Para finales de 2007 las cosas no estaban nada fáciles, los paras llegaron al barrio y ya habíamos tenido algunos encontrones con ellos. Nos habían parado una tarde cuando íbamos caminando hacia el paradero del bus, nos preguntaron quiénes éramos y qué hacíamos allí. Doña Merce, Doña Gladys, Don Luis Ángel nos dijeron que era mejor no volver, no arriesgarnos, pero nosotras, tercas, persistentes, como él nos enseñó, continuamos. Varias veces al llegar al centro de Medellín, después de una larga jornada de trabajo en el barrio, sentíamos que nos seguían, que nos observaban, que nos vigilaban. Nosotras entonces preferíamos dar vueltas en el centro antes de regresar a nuestras casas. Con eso, pensábamos nosotras, nos asegurábamos de que el seguimiento no nos pusiera en riesgo, pero nada de eso fue suficiente.

Llegó el cumpleaños de Martín a mediados de diciembre. Ese día nos juntamos para celebrarlo, una torta y cervezas, nuestra familia, nos contamos historias y nos reímos. Recuerdo que ilusionada le conté al gordo Martín de mi próximo viaje a Cuba. Él ya había ido junto a otros compañeros, así que con mucha curiosidad le pedí detalles. Martín me describió como en una fotografía la Habana Vieja y el Malecón, me habló del museo de la revolución y de las librerías. Era casi la media noche, Martín notó un par de hombres que nos observaban muy de cerca, él tenía la impresión de que llevaban varias horas siguiéndole, nuevamente sentí ese frío que me recorre cuando tengo miedo. Nos despedimos con un abrazo, besos, los mejores deseos para esas fiestas de fin de año y prometimos juntarnos de nuevo después de mi viaje.

Regresé de Cuba un mes después, exactamente un 16 de enero. Tarde en la noche sonó el teléfono de mi casa, contesté. Al otro lado una mujer llora desesperada. Es Carolina. “¿Estás sentada?”, me pregunta. En un primer momento me pareció gracioso que la Negra me preguntara eso, no hablábamos desde mediados de diciembre porque yo estaba viajando, no entiendo por qué me pregunta eso, apresuradamente respondo: “¿Qué pasó Carola?”. “Nos mataron a Martín”, respondió seca y estalló nuevamente en llanto. Todo se puso oscuro para mí, enmudecí, no pude decirle nada a mi Caro que tanto lo amaba, colgué y sentí que todo se vino abajo. Jamás había sentido tanto miedo de la muerte o de la vida, o de vivir la vida siempre al límite por querer cambiarlo todo. Quise con todas mis fuerzas hacerme invisible, aprendimos a caminar en las puntas de los pies para que nadie sintiera nuestros pasos.

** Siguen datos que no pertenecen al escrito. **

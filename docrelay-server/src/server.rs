//! # HTTP Server
//!
//! Routes the endpoints to their handlers and runs the listener.

use axum::{
    Router,
    routing::{get, post},
};
use tokio::{net::TcpListener, signal};
use tower_http::trace::TraceLayer;
use tracing::{error, info};

use docrelay::backend::Connector;

use crate::{
    config::ServerConfig,
    handlers::{AppState, delete, health, insert, method_not_allowed, not_found, read, update},
};

/// Builds the router serving every endpoint against `state`.
///
/// Wrong verbs on a known path get a `405` envelope; unknown paths a `404` envelope.
pub fn router<C: Connector>(state: AppState<C>) -> Router {
    Router::new()
        .route("/health", get(health).fallback(method_not_allowed))
        .route("/read", get(read::<C>).fallback(method_not_allowed))
        .route("/insert", post(insert::<C>).fallback(method_not_allowed))
        .route("/update", post(update::<C>).fallback(method_not_allowed))
        .route("/delete", post(delete::<C>).fallback(method_not_allowed))
        .fallback(not_found)
        .layer(TraceLayer::new_for_http())
        .with_state(state)
}

/// HTTP server relaying requests to the database behind `C`
pub struct DocRelayServer<C: Connector> {
    config: ServerConfig,
    state: AppState<C>,
}

impl<C: Connector> DocRelayServer<C> {
    pub fn new(config: ServerConfig, connector: C) -> Self {
        Self {
            config,
            state: AppState::new(connector),
        }
    }

    /// Get the router (for testing)
    pub fn router(&self) -> Router {
        router(self.state.clone())
    }

    /// Get the socket address
    pub fn socket_addr(&self) -> String {
        self.config.socket_addr()
    }

    /// Serves requests until Ctrl+C or SIGTERM.
    pub async fn run(self) -> std::io::Result<()> {
        let listener = TcpListener::bind(self.socket_addr()).await?;

        info!("docrelay listening on {}", listener.local_addr()?);
        info!("  GET  /read   - Find documents");
        info!("  POST /insert - Insert documents");
        info!("  POST /update - Update documents by id");
        info!("  POST /delete - Delete documents");

        axum::serve(listener, self.router())
            .with_graceful_shutdown(shutdown_signal())
            .await
    }
}

async fn shutdown_signal() {
    let ctrl_c = async {
        if let Err(e) = signal::ctrl_c().await {
            error!(error = %e, "Failed to install Ctrl+C handler");
            std::future::pending::<()>().await;
        }
    };

    #[cfg(unix)]
    let terminate = async {
        match signal::unix::signal(signal::unix::SignalKind::terminate()) {
            Ok(mut stream) => {
                stream.recv().await;
            }
            Err(e) => {
                error!(error = %e, "Failed to install signal handler");
                std::future::pending::<()>().await;
            }
        }
    };

    #[cfg(not(unix))]
    let terminate = std::future::pending::<()>();

    tokio::select! {
        _ = ctrl_c => info!("Received Ctrl+C, shutting down..."),
        _ = terminate => info!("Received terminate signal, shutting down..."),
    }
}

A Martín lo asesinaron los paramilitares del bloque Cacique Nutibara en el barrio Castilla de la ciudad de Medellín, el 14 de enero de 2008 saliendo de su trabajo. Era profesor de colegio. Nadie vio nada, nadie escuchó nada. Yo no alcancé a contarle cómo me fue en mi viaje, no alcancé a despedirme, no alcancé a decirle lo mucho que lo admiraba, lo importante que fue y es para mí. No alcancé a darle el último adiós. Cuando regresé, a Martín ya lo habían enterrado. No puedo describir mi dolor y mi tristeza. Me arrebataron para siempre a mi amigo, mi héroe del barrio, mi ejemplo, mi hermano, mi camarada. A Martín, nuestro Martín, querían condenarlo al olvido por pensar diferente, pero lo que no sabían quieres cegaron su vida es que Martín, así como todos los héroes y heroínas anónimas de este país, seguirá siendo semilla. Que la paz nos permita hacer memoria sobre su vida.

Jamás olvidaré ese fatídico 14 de enero. ¡Nunca será un adiós, Martín!